§ **RECORD EXCERPTS**:
//! Core subscription domain types.

use std::{fmt::Display, str::FromStr};

use rust_decimal::Decimal;
use serde::{Deserialize, Serialize};
use serde_json::Value;
use time::OffsetDateTime;

use crate::{Error, UserID, category::CategoryId};

/// Database identifier for a subscription.
pub type SubscriptionId = i64;

/// Check that `id` could be a subscription ID.
///
/// # Errors
///
/// Returns [Error::InvalidSubscriptionId] if `id` is not a positive integer.
pub fn parse_subscription_id(id: i64) -> Result<SubscriptionId, Error> {
    if id > 0 {
        Ok(id)
    } else {
        Err(Error::InvalidSubscriptionId)
    }
}

/// A validated, non-empty subscription name.
#[derive(Clone, Debug, PartialEq, Eq, Serialize, Deserialize, Hash)]
pub struct SubscriptionName(String);

impl SubscriptionName {
    /// Create a subscription name with surrounding whitespace removed.
    ///
    /// # Errors
    ///
    /// This function will return an [Error::EmptySubscriptionName] if `name` is empty after trimming.
    pub fn new(name: &str) -> Result<Self, Error> {
        let name = name.trim();

        if name.is_empty() {
            Err(Error::EmptySubscriptionName)
        } else {
            Ok(Self(name.to_string()))
        }
    }

    /// Create a subscription name without validation.
    pub fn new_unchecked(name: &str) -> Self {
        Self(name.to_string())
    }
}

impl AsRef<str> for SubscriptionName {
    fn as_ref(&self) -> &str {
        &self.0
    }
}

impl Display for SubscriptionName {
    fn fmt(&self, f: &mut std::fmt::Formatter<'_>) -> std::fmt::Result {
        write!(f, "{}", self.0)
    }
}

/// How often a subscription is billed.
#[derive(Clone, Copy, Debug, PartialEq, Eq, Serialize, Deserialize, Hash)]
#[serde(rename_all = "lowercase")]
pub enum BillingCycle {
    Day,
    Week,
    Month,
    Annual,
}

impl BillingCycle {
    /// The name used in requests, responses and the database.
    pub fn as_str(&self) -> &'static str {
        match self {
            BillingCycle::Day => "day",
            BillingCycle::Week => "week",
            BillingCycle::Month => "month",
            BillingCycle::Annual => "annual",
        }
    }
}

impl FromStr for BillingCycle {
    type Err = Error;

    fn from_str(s: &str) -> Result<Self, Self::Err> {
        match s {
            "day" => Ok(BillingCycle::Day),
            "week" => Ok(BillingCycle::Week),
            "month" => Ok(BillingCycle::Month),
            "annual" => Ok(BillingCycle::Annual),
            other => Err(Error::InvalidBillingCycle(other.to_owned())),
        }
    }
}

impl Display for BillingCycle {
    fn fmt(&self, f: &mut std::fmt::Formatter<'_>) -> std::fmt::Result {
        f.write_str(self.as_str())
    }
}

/// The day of the month a subscription renews on, from 1 to 31.
///
/// Days that do not exist in shorter months are still stored as given.
#[derive(Clone, Copy, Debug, PartialEq, Eq, Serialize, Deserialize, Hash)]
pub struct RenewalDay(u8);

impl RenewalDay {
    /// # Errors
    ///
    /// Returns [Error::InvalidRenewalDay] if `day` is outside of 1 to 31.
    pub fn new(day: i64) -> Result<Self, Error> {
        match u8::try_from(day) {
            Ok(day @ 1..=31) => Ok(Self(day)),
            _ => Err(Error::InvalidRenewalDay(day)),
        }
    }

    pub fn as_u8(&self) -> u8 {
        self.0
    }
}

/// The largest cost a subscription may have, one billion.
///
/// Totals over any realistic number of subscriptions stay far below [Decimal::MAX].
pub const MAX_COST: Decimal = Decimal::from_parts(1_000_000_000, 0, 0, false, 0);

/// Round `cost` to cents.
///
/// # Errors
///
/// Returns [Error::InvalidCost] if `cost` is negative or greater than [MAX_COST].
pub fn parse_cost(cost: Decimal) -> Result<Decimal, Error> {
    if (cost.is_sign_negative() && !cost.is_zero()) || cost > MAX_COST {
        return Err(Error::InvalidCost);
    }

    Ok(round_to_cents(cost))
}

/// Round `amount` to two decimal places, keeping trailing zeros (e.g., "5.00").
pub fn round_to_cents(amount: Decimal) -> Decimal {
    let mut amount = amount.round_dp(2);
    amount.rescale(2);

    amount
}

/// A validated subscription that has not been saved yet.
#[derive(Debug, Clone, PartialEq)]
pub struct NewSubscription {
    pub name: SubscriptionName,
    pub cost: Decimal,
    pub billing_cycle: BillingCycle,
    pub renewal_date: RenewalDay,
    pub account_info: String,
    pub category_id: CategoryId,
}

/// A recurring payment that a user tracks.
///
/// The subscription is active while `cancelled_at` is `None`.
#[derive(Debug, Clone, PartialEq, Serialize, Deserialize)]
pub struct Subscription {
    pub id: SubscriptionId,
    pub name: SubscriptionName,
    pub cost: Decimal,
    pub billing_cycle: BillingCycle,
    pub renewal_date: RenewalDay,
    pub account_info: String,
    pub category_id: CategoryId,
    pub user_id: UserID,
    #[serde(with = "time::serde::rfc3339")]
    pub created_at: OffsetDateTime,
    #[serde(with = "time::serde::rfc3339::option")]
    pub cancelled_at: Option<OffsetDateTime>,
}

impl Subscription {
    pub fn is_active(&self) -> bool {
        self.cancelled_at.is_none()
    }
}

/// The raw request body for creating a subscription.
///
/// Fields are loosely typed so that each invalid field gets its own error message.
#[derive(Debug, Serialize, Deserialize)]
pub struct SubscriptionFormData {
    pub name: String,
    pub cost: Value,
    pub billing_cycle: String,
    pub renewal_date: i64,
    #[serde(default)]
    pub account_info: Option<String>,
    pub category_id: i64,
}

impl TryFrom<SubscriptionFormData> for NewSubscription {
    type Error = Error;

    fn try_from(form: SubscriptionFormData) -> Result<Self, Self::Error> {
        let cost = match &form.cost {
            Value::Number(number) => Decimal::from_str(&number.to_string()),
            Value::String(string) => Decimal::from_str(string.trim()),
            _ => return Err(Error::InvalidCost),
        }
        .map_err(|_| Error::InvalidCost)?;

        Ok(NewSubscription {
            name: SubscriptionName::new(&form.name)?,
            cost: parse_cost(cost)?,
            billing_cycle: form.billing_cycle.parse()?,
            renewal_date: RenewalDay::new(form.renewal_date)?,
            account_info: form.account_info.unwrap_or_default(),
            category_id: crate::category::parse_category_id(form.category_id)?,
        })
    }
}

/// The request body for setting or clearing a cancellation.
///
/// `cancelled_at` must be an RFC 3339 date-time string or null.
#[derive(Debug, Serialize, Deserialize)]
pub struct CancellationFormData {
    pub id: i64,
    pub cancelled_at: Value,
}

/// Interpret the `cancelled_at` field of a request.
///
/// # Errors
///
/// Returns [Error::InvalidCancelledAt] if `value` is neither null nor an RFC 3339 date-time.
pub fn parse_cancelled_at(value: &Value) -> Result<Option<OffsetDateTime>, Error> {
    match value {
        Value::Null => Ok(None),
        Value::String(string) => {
            OffsetDateTime::parse(string, &time::format_description::well_known::Rfc3339)
                .map(Some)
                .map_err(|_| Error::InvalidCancelledAt)
        }
        _ => Err(Error::InvalidCancelledAt),
    }
}

/// The request body for deleting a subscription.
#[derive(Debug, Serialize, Deserialize)]
pub struct SubscriptionIdData {
    pub id: i64,
}

#[cfg(test)]
mod renewal_day_tests {
    use crate::{Error, subscription::RenewalDay};

    #[test]
    fn first_and_last_day_are_valid() {
        assert_eq!(RenewalDay::new(1).unwrap().as_u8(), 1);
        assert_eq!(RenewalDay::new(31).unwrap().as_u8(), 31);
    }

    #[test]
    fn out_of_range_days_are_rejected() {
        assert_eq!(RenewalDay::new(0), Err(Error::InvalidRenewalDay(0)));
        assert_eq!(RenewalDay::new(32), Err(Error::InvalidRenewalDay(32)));
        assert_eq!(RenewalDay::new(-1), Err(Error::InvalidRenewalDay(-1)));
        assert_eq!(RenewalDay::new(256 + 1), Err(Error::InvalidRenewalDay(257)));
    }
}

#[cfg(test)]
mod billing_cycle_tests {
    use crate::{BillingCycle, Error};

    #[test]
    fn parses_known_cycles() {
        assert_eq!("day".parse::<BillingCycle>(), Ok(BillingCycle::Day));
        assert_eq!("week".parse::<BillingCycle>(), Ok(BillingCycle::Week));
        assert_eq!("month".parse::<BillingCycle>(), Ok(BillingCycle::Month));
        assert_eq!("annual".parse::<BillingCycle>(), Ok(BillingCycle::Annual));
    }

    #[test]
    fn rejects_unknown_cycle() {
        assert_eq!(
            "fortnight".parse::<BillingCycle>(),
            Err(Error::InvalidBillingCycle("fortnight".to_owned()))
        );
    }

    #[test]
    fn serializes_as_lowercase() {
        assert_eq!(
            serde_json::to_string(&BillingCycle::Annual).unwrap(),
            r#""annual""#
        );
    }
}

#[cfg(test)]
mod form_tests {
    use std::str::FromStr;

    use rust_decimal::Decimal;
    use serde_json::{Value, json};
    use time::macros::datetime;

    use crate::{
        BillingCycle, Error, NewSubscription,
        subscription::domain::{MAX_COST, SubscriptionFormData, parse_cancelled_at, parse_cost},
    };

    fn form(body: Value) -> SubscriptionFormData {
        serde_json::from_value(body).unwrap()
    }

    #[test]
    fn cost_is_rounded_to_cents() {
        assert_eq!(
            parse_cost(Decimal::from_str("9.999").unwrap()).unwrap().to_string(),
            "10.00"
        );
        assert_eq!(
            parse_cost(Decimal::from_str("5").unwrap()).unwrap().to_string(),
            "5.00"
        );
    }

    #[test]
    fn zero_cost_is_allowed() {
        assert_eq!(parse_cost(Decimal::ZERO).unwrap(), Decimal::ZERO);
    }

    #[test]
    fn negative_cost_is_rejected() {
        assert_eq!(
            parse_cost(Decimal::from_str("-0.01").unwrap()),
            Err(Error::InvalidCost)
        );
    }

    #[test]
    fn cost_above_maximum_is_rejected() {
        assert_eq!(parse_cost(MAX_COST).unwrap(), MAX_COST);
        assert_eq!(
            parse_cost(MAX_COST + Decimal::new(1, 2)),
            Err(Error::InvalidCost)
        );
        assert_eq!(parse_cost(Decimal::MAX), Err(Error::InvalidCost));
    }

    #[test]
    fn largest_decimal_cost_is_rejected() {
        let result = NewSubscription::try_from(form(json!({
            "name": "Netflix",
            "cost": "79228162514264337593543950335",
            "billing_cycle": "month",
            "renewal_date": 14,
            "category_id": 3,
        })));

        assert_eq!(result, Err(Error::InvalidCost));
    }

    #[test]
    fn valid_form_converts() {
        let new_subscription = NewSubscription::try_from(form(json!({
            "name": " Netflix ",
            "cost": 15.49,
            "billing_cycle": "month",
            "renewal_date": 14,
            "category_id": 3,
        })))
        .unwrap();

        assert_eq!(new_subscription.name.as_ref(), "Netflix");
        assert_eq!(new_subscription.cost.to_string(), "15.49");
        assert_eq!(new_subscription.billing_cycle, BillingCycle::Month);
        assert_eq!(new_subscription.renewal_date.as_u8(), 14);
        assert_eq!(new_subscription.account_info, "");
        assert_eq!(new_subscription.category_id, 3);
    }

    #[test]
    fn cost_may_be_a_string() {
        let new_subscription = NewSubscription::try_from(form(json!({
            "name": "Netflix",
            "cost": "15.49",
            "billing_cycle": "month",
            "renewal_date": 14,
            "category_id": 3,
        })))
        .unwrap();

        assert_eq!(new_subscription.cost.to_string(), "15.49");
    }

    #[test]
    fn non_numeric_cost_is_rejected() {
        let result = NewSubscription::try_from(form(json!({
            "name": "Netflix",
            "cost": "a lot",
            "billing_cycle": "month",
            "renewal_date": 14,
            "category_id": 3,
        })));

        assert_eq!(result, Err(Error::InvalidCost));
    }

    #[test]
    fn invalid_category_id_is_rejected() {
        let result = NewSubscription::try_from(form(json!({
            "name": "Netflix",
            "cost": 1,
            "billing_cycle": "month",
            "renewal_date": 14,
            "category_id": 0,
        })));

        assert_eq!(result, Err(Error::InvalidCategoryId));
    }

    #[test]
    fn cancelled_at_accepts_rfc3339_and_null() {
        assert_eq!(
            parse_cancelled_at(&json!("2026-03-14T15:09:26Z")),
            Ok(Some(datetime!(2026-03-14 15:09:26 UTC)))
        );
        assert_eq!(parse_cancelled_at(&Value::Null), Ok(None));
    }

    #[test]
    fn cancelled_at_rejects_other_values() {
        assert_eq!(
            parse_cancelled_at(&json!("yesterday")),
            Err(Error::InvalidCancelledAt)
        );
        assert_eq!(parse_cancelled_at(&json!(42)), Err(Error::InvalidCancelledAt));
    }
}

§ **INSTRUCTIONS FOR THE TASK**: Which lines of the listing above hold the word "PartialEq"? Copy each of them.

§ **REPLY**:
#[derive(Clone, Debug, PartialEq, Eq, Serialize, Deserialize, Hash)]
#[derive(Clone, Copy, Debug, PartialEq, Eq, Serialize, Deserialize, Hash)]
#[derive(Clone, Copy, Debug, PartialEq, Eq, Serialize, Deserialize, Hash)]
#[derive(Debug, Clone, PartialEq)]
#[derive(Debug, Clone, PartialEq, Serialize, Deserialize)]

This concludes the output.